Constituted 5 August 1942 in the Army of the United States as Headquarters and Headquarters Battery, 1st Antiaircraft Artillery Automatic Weapons Group (or 1st Coast Artillery Group (Antiaircraft)).
Activated 17 August 1942 at Fort Bliss, Texas. Departed the United States 1 March 1943; arrived in North Africa 9 March 1943 and landed in Sicily on 9 August 1943. Transferred to Sardinia 4 December 1943.
Redesignated 31 December 1943 as Headquarters and Headquarters Battery, 1st Antiaircraft Artillery Group at Sassari, Sardinia.
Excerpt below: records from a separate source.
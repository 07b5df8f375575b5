//! SPDX-FileCopyrightText: 2025 `CyberDeco`
//!
//! SPDX-License-Identifier: MIT
//!
//! RST to JSON conversion

use std::borrow::Cow;
use std::path::Path;

use indexmap::IndexMap;
use serde::Serialize;
use serde_json::ser::PrettyFormatter;

use super::document::{RstJsonDocument, format_key};
use crate::converter::{ConvertOptions, ConvertPhase, ConvertProgress, ConvertProgressCallback};
use crate::error::{Error, Result};
use crate::formats::rst::{self, ReadOptions, RstTable};
use crate::hashes::HashNames;

/// Convert a `.stringtable` file to JSON
///
/// # Errors
/// Returns an error if reading or conversion fails.
pub fn convert_rst_to_json<P: AsRef<Path>>(source: P, dest: P, names: &HashNames) -> Result<()> {
    convert_rst_to_json_with_progress(source, dest, names, &ConvertOptions::default(), &|_| {})
}

/// Convert a `.stringtable` file to JSON with progress callback
///
/// # Errors
/// Returns an error if reading or conversion fails.
pub fn convert_rst_to_json_with_progress<P: AsRef<Path>>(
    source: P,
    dest: P,
    names: &HashNames,
    options: &ConvertOptions,
    progress: ConvertProgressCallback,
) -> Result<()> {
    tracing::info!(
        "Converting RST→JSON: {:?} → {:?}",
        source.as_ref(),
        dest.as_ref()
    );

    progress(&ConvertProgress::with_file(
        ConvertPhase::ReadingSource,
        1,
        3,
        "Reading string table...",
    ));
    let read_options = ReadOptions::with_v5_variant(options.v5_variant);
    let table = rst::read_rst_with_options(&source, &read_options)?;

    progress(&ConvertProgress::with_file(
        ConvertPhase::Converting,
        2,
        3,
        format!("Converting {} entries to JSON...", table.len()),
    ));
    let json = to_json(&table, names)?;

    progress(&ConvertProgress::with_file(
        ConvertPhase::WritingOutput,
        3,
        3,
        "Writing JSON file...",
    ));
    crate::converter::write_output(dest.as_ref(), json.as_bytes())?;

    progress(&ConvertProgress::new(ConvertPhase::Complete, 3, 3));
    tracing::info!("Conversion complete");
    Ok(())
}

pub(crate) fn rst_bytes_to_json_file(
    data: &[u8],
    dest: &Path,
    names: &HashNames,
    options: ConvertOptions,
) -> Result<()> {
    let read_options = ReadOptions::with_v5_variant(options.v5_variant);
    let table = rst::parse_rst_bytes_with_options(data, &read_options)?;
    let json = to_json(&table, names)?;
    crate::converter::write_output(dest, json.as_bytes())
}

/// Convert an `RstTable` to a JSON string
///
/// Entries are sorted by their written key so output diffs cleanly.
///
/// # Errors
/// Returns an error if JSON serialization fails.
pub fn to_json(table: &RstTable, names: &HashNames) -> Result<String> {
    let algorithm = table.hash_algorithm();

    let mut keyed: Vec<(Cow<'_, str>, &str)> = table
        .iter()
        .map(|(hash, text)| (format_key(hash, names.resolve(hash, algorithm)), text))
        .collect();
    keyed.sort_unstable_by(|a, b| a.0.cmp(&b.0));

    let entries: IndexMap<String, String> = keyed
        .into_iter()
        .map(|(key, text)| (key.into_owned(), text.to_string()))
        .collect();

    let document = RstJsonDocument {
        version: Some(table.version().as_str().to_string()),
        config: table
            .font_config()
            .filter(|config| !config.is_empty())
            .map(str::to_string),
        entries: Some(entries),
    };

    let mut output = Vec::new();
    let mut serializer =
        serde_json::Serializer::with_formatter(&mut output, PrettyFormatter::with_indent(b"\t"));
    document.serialize(&mut serializer)?;
    output.push(b'\n');

    String::from_utf8(output).map_err(|e| Error::InvalidFormat(e.to_string()))
}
Moved to Corsica 25 July 1944; landed in France 2 November 1944.
Disbanded 13 February 1945 at Marseille, France.
Reconstituted 18 February 1952 in the Regular Army.
War of 1812
World War II
The 1st Air Defense Artillery has received the following decorations:
Gules, two pallets argent, overall a cubit arm habited in the artillery uniform of 1861 erased holding aloft a burning torch or, between two of a snake vert, lipped and eyed of the third above and behind a prickly pear cactus all proper, fesswise.
On a wreath of the colors, argent and gules, a palmetto tree vert behind an arm embowed habited in the artillery uniform of 1861 issuing from the upper portion of an embattled tower and grasping a rammer staff fessways all or.
Primus Inter Pares (First Among Equals).
The shield is scarlet for artillery. With two white stripes, alluding to the campaign streamer of the War of 1812, the age of some of the units of the regiment is depicted. The snake and cactus, from the State Seal of Mexico, represent the Mexican War. The hand holding the torch of loyalty commemorates the defense of Fort Pickens, the only fort south of Fort Monroe that remained loyal to the federal government throughout the Civil War.
The arm and rammer staff rising out of a tower in front of a palmetto tree indicate participation in the Civil War at Fort Sumter. The palmetto tree is taken from the State Seal of South Carolina.